* _TASK DIRECTIONS_
For the entries below, the result should be an exact transcription of the lines from the one with "use std::sync::Arc;" up to and including the one with "task audit events.", and only those.

* _INFORMATION PROVIDED_

[Start of section]

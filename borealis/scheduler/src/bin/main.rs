// Licensed to the Apache Software Foundation (ASF) under one
// or more contributor license agreements.  See the NOTICE file
// distributed with this work for additional information
// regarding copyright ownership.  The ASF licenses this file
// to you under the Apache License, Version 2.0 (the
// "License"); you may not use this file except in compliance
// with the License.  You may obtain a copy of the License at
//
//   http://www.apache.org/licenses/LICENSE-2.0
//
// Unless required by applicable law or agreed to in writing,
// software distributed under the License is distributed on an
// "AS IS" BASIS, WITHOUT WARRANTIES OR CONDITIONS OF ANY
// KIND, either express or implied.  See the License for the
// specific language governing permissions and limitations
// under the License.

//! Borealis scheduler binary.

use std::path::PathBuf;
use std::sync::Arc;

use async_trait::async_trait;
use clap::Parser;
use log::info;

use borealis_core::clock::SystemClock;
use borealis_core::error::Result;
use borealis_core::model::{AssignedTask, HostOffer};
use borealis_core::BOREALIS_VERSION;
use borealis_scheduler::config::SchedulerConfig;
use borealis_scheduler::metrics::InProcessMetricsCollector;
use borealis_scheduler::scheduler_server::{AllowAllValidator, SchedulerServer};
use borealis_scheduler::state::task_manager::TaskLauncher;
use borealis_scheduler::storage::log::FileLogStore;

#[derive(Debug, Parser)]
#[clap(name = "borealis-scheduler", version = BOREALIS_VERSION)]
struct Opt {
    /// Hostname recorded on task audit events.
    #[clap(long, env = "BOREALIS_SCHEDULER_HOST", default_value = "localhost")]
    scheduler_host: String,

    /// Directory holding the mutation log and snapshots.
    #[clap(long, default_value = "/var/lib/borealis/dlog")]
    dlog_dir: PathBuf,

    /// Interval between automatic log snapshots, in milliseconds.
    #[clap(long, default_value_t = 300_000)]
    dlog_snapshot_interval: u64,

    /// Maximum size of a single log entry, in bytes.
    #[clap(long, default_value_t = 524_288)]
    dlog_max_entry_size: usize,

    /// First delay of the kill-confirmation wait loop, in milliseconds.
    #[clap(long, default_value_t = 1_000)]
    kill_task_initial_backoff: u64,

    /// Cap on a single kill-confirmation wait, in milliseconds.
    #[clap(long, default_value_t = 30_000)]
    kill_task_max_backoff: u64,

    /// Global cap on placement attempts per second.
    #[clap(long, default_value_t = 40.0)]
    scheduling_rate_limit: f64,

    /// Directory holding exported backups.
    #[clap(long, default_value = "/var/lib/borealis/backups")]
    backup_dir: PathBuf,
}

/// Stand-in launcher until a cluster-manager driver is attached; every
/// launch and kill is only logged.
struct LoggingLauncher;

#[async_trait]
impl TaskLauncher for LoggingLauncher {
    async fn launch_task(&self, offer: &HostOffer, task: &AssignedTask) -> Result<()> {
        info!(
            "Would launch task {} on host {} via offer {}",
            task.task_id, offer.host, offer.offer_id
        );
        Ok(())
    }

    async fn kill_task(&self, task_id: &str) -> Result<()> {
        info!("Would kill task {task_id}");
        Ok(())
    }
}

#[tokio::main]
async fn main() -> Result<()> {
    env_logger::Builder::from_env(env_logger::Env::default().default_filter_or("info"))
        .init();

    let opt = Opt::parse();
    let config = SchedulerConfig::default()
        .with_scheduler_host(opt.scheduler_host.clone())
        .with_snapshot_interval_ms(opt.dlog_snapshot_interval)
        .with_kill_task_backoff(opt.kill_task_initial_backoff, opt.kill_task_max_backoff)
        .with_rate_limit_qps(opt.scheduling_rate_limit)
        .with_backup_dir(opt.backup_dir.clone());

    let shutdown_grace_ms = config.dlog_shutdown_grace_period_ms;
    let log = Arc::new(FileLogStore::try_new(&opt.dlog_dir, opt.dlog_max_entry_size)?);
    let mut server = SchedulerServer::new(
        format!("{}:borealis", opt.scheduler_host),
        log,
        Arc::new(LoggingLauncher),
        Arc::new(SystemClock),
        Arc::new(InProcessMetricsCollector::default()),
        Arc::new(AllowAllValidator),
        config,
    );

    server.init().await?;
    info!(
        "Borealis scheduler {} is ready with {} pending tasks",
        server.scheduler_name,
        server.pending_tasks()
    );

    tokio::signal::ctrl_c()
        .await
        .map_err(borealis_core::error::BorealisError::from)?;

    // Flush a final snapshot within the shutdown grace period.
    let grace = std::time::Duration::from_millis(shutdown_grace_ms);
    let root = borealis_core::model::Identity::new("root");
    match tokio::time::timeout(grace, server.snapshot(&root)).await {
        Ok(Ok(())) => info!("Final snapshot written, shutting down"),
        Ok(Err(e)) => info!("Final snapshot failed: {e}"),
        Err(_) => info!("Final snapshot did not complete within the grace period"),
    }
    Ok(())
}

[End of section]

* _WRITTEN ANSWER_
use std::sync::Arc;

use async_trait::async_trait;
use clap::Parser;
use log::info;

use borealis_core::clock::SystemClock;
use borealis_core::error::Result;
use borealis_core::model::{AssignedTask, HostOffer};
use borealis_core::BOREALIS_VERSION;
use borealis_scheduler::config::SchedulerConfig;
use borealis_scheduler::metrics::InProcessMetricsCollector;
use borealis_scheduler::scheduler_server::{AllowAllValidator, SchedulerServer};
use borealis_scheduler::state::task_manager::TaskLauncher;
use borealis_scheduler::storage::log::FileLogStore;

#[derive(Debug, Parser)]
#[clap(name = "borealis-scheduler", version = BOREALIS_VERSION)]
struct Opt {
    /// Hostname recorded on task audit events.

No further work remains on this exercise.